Teaching and enticing architecture students to draw is one of Magyar's priorities. Drawings, he says, are a way to illustrate the transformation of the spirit of an idea to matter. Spaceprints are a way to simultaneously investigate, analyze, explore and articulate solid and void, or matter and space.

"We aspire for the highest art of craft by learning the craft of art," Magyar said. "Drawings are the first physical embodiments of thoughts, and therefore no drawing should exist without this duality present: the ability to be realized and the containment of thoughts."

Magyar calls drawing a nonverbal form of communication like music.

"I think you can define issues with drawings more appropriately than talking about them," he said.

Magyar also is the author of "Spaceprints," "....scattered instances of structure and time..." and "Construction Meditative," all a collection of monographs published by the Auburn University Press in the late 1980s; and "Thought Palaces," published by Architectura & Natura Press in 1999. He is currently working on his next book, "Studies in Architectural Morphogenesis."

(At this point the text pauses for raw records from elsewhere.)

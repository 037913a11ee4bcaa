use thiserror::Error;

/// Failures talking to Google's token endpoint
#[derive(Debug, Error)]
pub enum OAuthError {
    #[error("token request failed: {0}")]
    Transport(#[from] reqwest::Error),

    #[error("token endpoint rejected the request ({status}): {error}")]
    Rejected {
        status: u16,
        error: String,
        description: Option<String>,
        /// Raw response body, forwarded to callers as error details
        body: String,
    },

    #[error("token endpoint unavailable ({status}) after {attempts} attempts")]
    Unavailable { status: u16, attempts: u32 },

    #[error("refresh token revoked or expired, sign in again")]
    Revoked,

    #[error("malformed token response: {0}")]
    Malformed(#[from] serde_json::Error),
}

impl OAuthError {
    /// HTTP status reported by Google, if the request got that far
    pub fn status(&self) -> Option<u16> {
        match self {
            OAuthError::Rejected { status, .. } | OAuthError::Unavailable { status, .. } => {
                Some(*status)
            }
            OAuthError::Revoked => Some(400),
            _ => None,
        }
    }
}

/// Violations of the session lifecycle
#[derive(Debug, Error, PartialEq, Eq)]
pub enum SessionError {
    #[error("Invalid state parameter. Possible CSRF attack.")]
    StateMismatch,

    #[error("login attempt expired, start again")]
    LoginExpired,

    #[error("unknown session")]
    UnknownSession,

    #[error("session is {actual}, expected {expected}")]
    InvalidTransition {
        expected: &'static str,
        actual: &'static str,
    },

    #[error("failed to persist sessions: {0}")]
    Storage(String),
}
use axum::{
    extract::{Json, Query, State},
    http::{header, HeaderMap, HeaderValue, StatusCode},
    response::{Html, IntoResponse, Redirect, Response},
};
use chrono::Utc;
use oauth::{ExchangeResponse, SessionStatus, TokenPair, UserInfo};
use serde::Deserialize;
use serde_json::json;
use tracing::{error, info, warn};

use crate::cookies;
use crate::error::ApiError;
use crate::extract::JsonBody;
use crate::pages;
use crate::state::AppState;

/// Attaches `Set-Cookie` headers to a response
fn with_cookies(cookies: Vec<HeaderValue>, response: impl IntoResponse) -> Response {
    let mut response = response.into_response();
    for cookie in cookies {
        response.headers_mut().append(header::SET_COOKIE, cookie);
    }
    response
}

fn error_page(status: StatusCode, title: &str, message: &str) -> (StatusCode, Html<String>) {
    (status, Html(pages::error(title, message)))
}

/// Fetches the Gmail profile and remembers it on the session; failures are only logged
async fn remember_profile(state: &AppState, session_id: &str, access_token: &str) {
    match state.gmail(access_token).profile().await {
        Ok(profile) => {
            let info = UserInfo {
                email: profile.email_address,
                messages_total: profile.messages_total,
                threads_total: profile.threads_total,
            };
            if let Err(e) = state.sessions.store_user_info(session_id, info).await {
                warn!("Could not store user info: {}", e);
            }
        }
        Err(e) => warn!("Could not fetch Gmail profile: {}", e),
    }
}

/// Simple health check endpoint
pub async fn health() -> impl IntoResponse {
    (StatusCode::OK, Json(json!({
        "status": "ok",
        "service": "flowmail",
        "version": env!("CARGO_PKG_VERSION")
    })))
}

#[derive(Debug, Deserialize)]
pub struct HomeQuery {
    pub access_token: Option<String>,
    pub error: Option<String>,
}

/// Root page
///
/// An `access_token` query parameter (forwarded by `/api/auth/callback`) signs
/// the browser in directly and redirects back here without it.
pub async fn home(
    State(state): State<AppState>,
    headers: HeaderMap,
    Query(query): Query<HomeQuery>,
) -> Response {
    let current = cookies::get(&headers, state.auth_cookie());

    if let Some(access_token) = query.access_token.filter(|t| !t.is_empty()) {
        if let Some(previous) = &current {
            state.sessions.clear(previous).await;
        }

        let token = TokenPair {
            access_token: access_token.clone(),
            refresh_token: None,
            expires_in: state.sessions.ttl().num_seconds(),
            issued_at: Utc::now(),
        };
        let session_id = state.sessions.authenticate_direct(token).await;
        remember_profile(&state, &session_id, &access_token).await;

        return with_cookies(
            vec![cookies::session(state.auth_cookie(), &session_id)],
            Redirect::to("/"),
        );
    }

    let (view, stale_cookie) = match &current {
        Some(id) => match state.sessions.lookup(id).await {
            SessionStatus::Authenticated(view) => (Some(view), false),
            SessionStatus::InProgress => (None, false),
            // The gate has usually consumed an expiry already, leaving it missing
            SessionStatus::Expired | SessionStatus::Missing => (None, true),
        },
        None => (None, false),
    };

    let page = Html(pages::home(
        view.as_ref().and_then(|v| v.user.as_ref()),
        view.is_some(),
        query.error.as_deref(),
    ));
    if stale_cookie {
        return with_cookies(vec![cookies::delete(state.auth_cookie())], page);
    }
    page.into_response()
}

pub async fn landing() -> Html<String> {
    Html(pages::landing())
}

/// Sign-in page
///
/// Signed-in browsers never get here (the gate sends them to `/`), so any
/// session cookie that arrives is stale and is dropped.
pub async fn login(State(state): State<AppState>, headers: HeaderMap) -> Response {
    if state.oauth.is_none() {
        return (StatusCode::INTERNAL_SERVER_ERROR, Html(pages::configuration_error())).into_response();
    }

    match cookies::get(&headers, state.auth_cookie()) {
        Some(stale) => {
            state.sessions.clear(&stale).await;
            with_cookies(vec![cookies::delete(state.auth_cookie())], Html(pages::login()))
        }
        None => Html(pages::login()).into_response(),
    }
}

/// Starts the authorization-code flow
pub async fn google_login(State(state): State<AppState>) -> Response {
    let Some(flow) = &state.oauth else {
        return (StatusCode::INTERNAL_SERVER_ERROR, Html(pages::configuration_error())).into_response();
    };

    let login = state.sessions.begin_login().await;
    let url = flow.authorization_url(&login.state, Some(&login.code_challenge));
    info!("Redirecting to Google for sign-in");

    with_cookies(
        vec![cookies::short_lived(
            state.state_cookie(),
            &login.session_id,
            state.config.session.pending_ttl_secs,
        )],
        Redirect::to(&url),
    )
}

#[derive(Debug, Deserialize)]
pub struct CallbackQuery {
    pub code: Option<String>,
    pub state: Option<String>,
    pub error: Option<String>,
    pub error_description: Option<String>,
}

/// Google redirects here with `code` and `state`, or with `error`
pub async fn auth_callback(
    State(state): State<AppState>,
    headers: HeaderMap,
    Query(query): Query<CallbackQuery>,
) -> Response {
    let pending = cookies::get(&headers, state.state_cookie());
    let mut set_cookies = vec![cookies::delete(state.state_cookie())];

    // A new sign-in replaces whatever session the browser had
    if let Some(previous) = cookies::get(&headers, state.auth_cookie()) {
        state.sessions.clear(&previous).await;
        set_cookies.push(cookies::delete(state.auth_cookie()));
    }

    if let Some(err) = query.error {
        warn!("Google returned an authorization error: {}", err);
        if let Some(pending) = &pending {
            state.sessions.clear(pending).await;
        }
        let message = query.error_description.unwrap_or(err);
        return with_cookies(
            set_cookies,
            error_page(StatusCode::BAD_REQUEST, "Authentication failed", &message),
        );
    }

    let Some(code) = query.code.filter(|c| !c.is_empty()) else {
        return with_cookies(
            set_cookies,
            error_page(
                StatusCode::BAD_REQUEST,
                "Authentication failed",
                "No access token or code received",
            ),
        );
    };

    let Some(flow) = &state.oauth else {
        return with_cookies(
            set_cookies,
            (StatusCode::INTERNAL_SERVER_ERROR, Html(pages::configuration_error())),
        );
    };

    let Some(session_id) = pending else {
        warn!("OAuth callback without a pending login");
        return with_cookies(
            set_cookies,
            error_page(
                StatusCode::BAD_REQUEST,
                "Authentication failed",
                "Login session not found. Please sign in again.",
            ),
        );
    };

    let ticket = match state
        .sessions
        .begin_exchange(&session_id, query.state.as_deref())
        .await
    {
        Ok(ticket) => ticket,
        Err(e) => {
            return with_cookies(
                set_cookies,
                error_page(StatusCode::BAD_REQUEST, "Authentication failed", &e.to_string()),
            );
        }
    };

    let token = match flow.exchange_code(&code, ticket.code_verifier.as_deref()).await {
        Ok(token) => token,
        Err(e) => {
            error!("Token exchange failed: {}", e);
            state.sessions.fail(&ticket.session_id).await;
            return with_cookies(
                set_cookies,
                error_page(
                    StatusCode::BAD_GATEWAY,
                    "Authentication failed",
                    "Failed to exchange code for token",
                ),
            );
        }
    };

    let access_token = token.access_token.clone();
    if let Err(e) = state.sessions.complete(&ticket.session_id, token).await {
        error!("Could not complete sign-in: {}", e);
        return with_cookies(
            set_cookies,
            error_page(StatusCode::INTERNAL_SERVER_ERROR, "Authentication failed", &e.to_string()),
        );
    }
    remember_profile(&state, &ticket.session_id, &access_token).await;

    // The deletion of a previous auth cookie is replaced by the new one
    set_cookies.truncate(1);
    set_cookies.push(cookies::session(state.auth_cookie(), &ticket.session_id));
    with_cookies(set_cookies, Redirect::to("/"))
}

#[derive(Debug, Default, Deserialize)]
pub struct ExchangeCodeRequest {
    #[serde(default)]
    pub code: Option<String>,
}

/// Exchanges an authorization code for tokens and returns them as JSON
pub async fn exchange_code(
    State(state): State<AppState>,
    JsonBody(request): JsonBody<ExchangeCodeRequest>,
) -> Result<Json<ExchangeResponse>, ApiError> {
    let code = request
        .code
        .filter(|c| !c.is_empty())
        .ok_or_else(|| ApiError::BadRequest("No code provided".to_string()))?;

    let Some(flow) = &state.oauth else {
        error!("Missing Google client credentials");
        return Err(ApiError::NotConfigured);
    };

    let token = flow.exchange_code(&code, None).await?;
    info!("Token exchange successful");
    Ok(Json(ExchangeResponse::from(&token)))
}

#[derive(Debug, Deserialize)]
pub struct TokenCallbackQuery {
    pub error: Option<String>,
    pub access_token: Option<String>,
}

/// Forwards a token (or an error) handed over as query parameters to `/`
pub async fn api_auth_callback(Query(query): Query<TokenCallbackQuery>) -> Redirect {
    if let Some(err) = query.error {
        return Redirect::to(&format!("/?error={}", urlencoding::encode(&err)));
    }
    if let Some(token) = query.access_token {
        return Redirect::to(&format!("/?access_token={}", urlencoding::encode(&token)));
    }
    Redirect::to("/?error=no_token")
}

/// Reports whether the browser's session is signed in
pub async fn session(State(state): State<AppState>, headers: HeaderMap) -> Response {
    let signed_out = json!({
        "authenticated": false,
        "expires_at": null,
        "user": null,
    });

    let Some(id) = cookies::get(&headers, state.auth_cookie()) else {
        return Json(signed_out).into_response();
    };

    match state.sessions.lookup(&id).await {
        SessionStatus::Authenticated(view) => Json(json!({
            "authenticated": true,
            "issued_at": view.issued_at,
            "expires_at": view.expires_at,
            "user": view.user,
        }))
        .into_response(),
        SessionStatus::Expired => {
            with_cookies(vec![cookies::delete(state.auth_cookie())], Json(signed_out))
        }
        SessionStatus::InProgress | SessionStatus::Missing => Json(signed_out).into_response(),
    }
}

/// Clears the session and its cookie
pub async fn logout(State(state): State<AppState>, headers: HeaderMap) -> Response {
    if let Some(id) = cookies::get(&headers, state.auth_cookie()) {
        state.sessions.clear(&id).await;
    }
    with_cookies(vec![cookies::delete(state.auth_cookie())], Redirect::to("/login"))
}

On the heels of the release of "THINKINK," Magyar was selected to give the opening address at the Hungarian Pavilion of the Venice Biennale in August. He also has been appointed as an adviser to the graduate program of the Dessau Institute of Architecture at The Bauhaus in Germany. And he was recently inducted into the Great Minds of the 21st Century Hall of Fame, a reference directory.

Magyar joined K-State in 2007 after teaching at Florida Atlantic University in Fort Lauderdale, where he was the founding director of the School of Architecture. He also served as the head of the department of architecture at Pennsylvania State University. Magyar, a registered chief architect in Europe, earned a master's in architecture and urban design and a doctorate in architecture, both from the Technical University of Budapest in Hungary.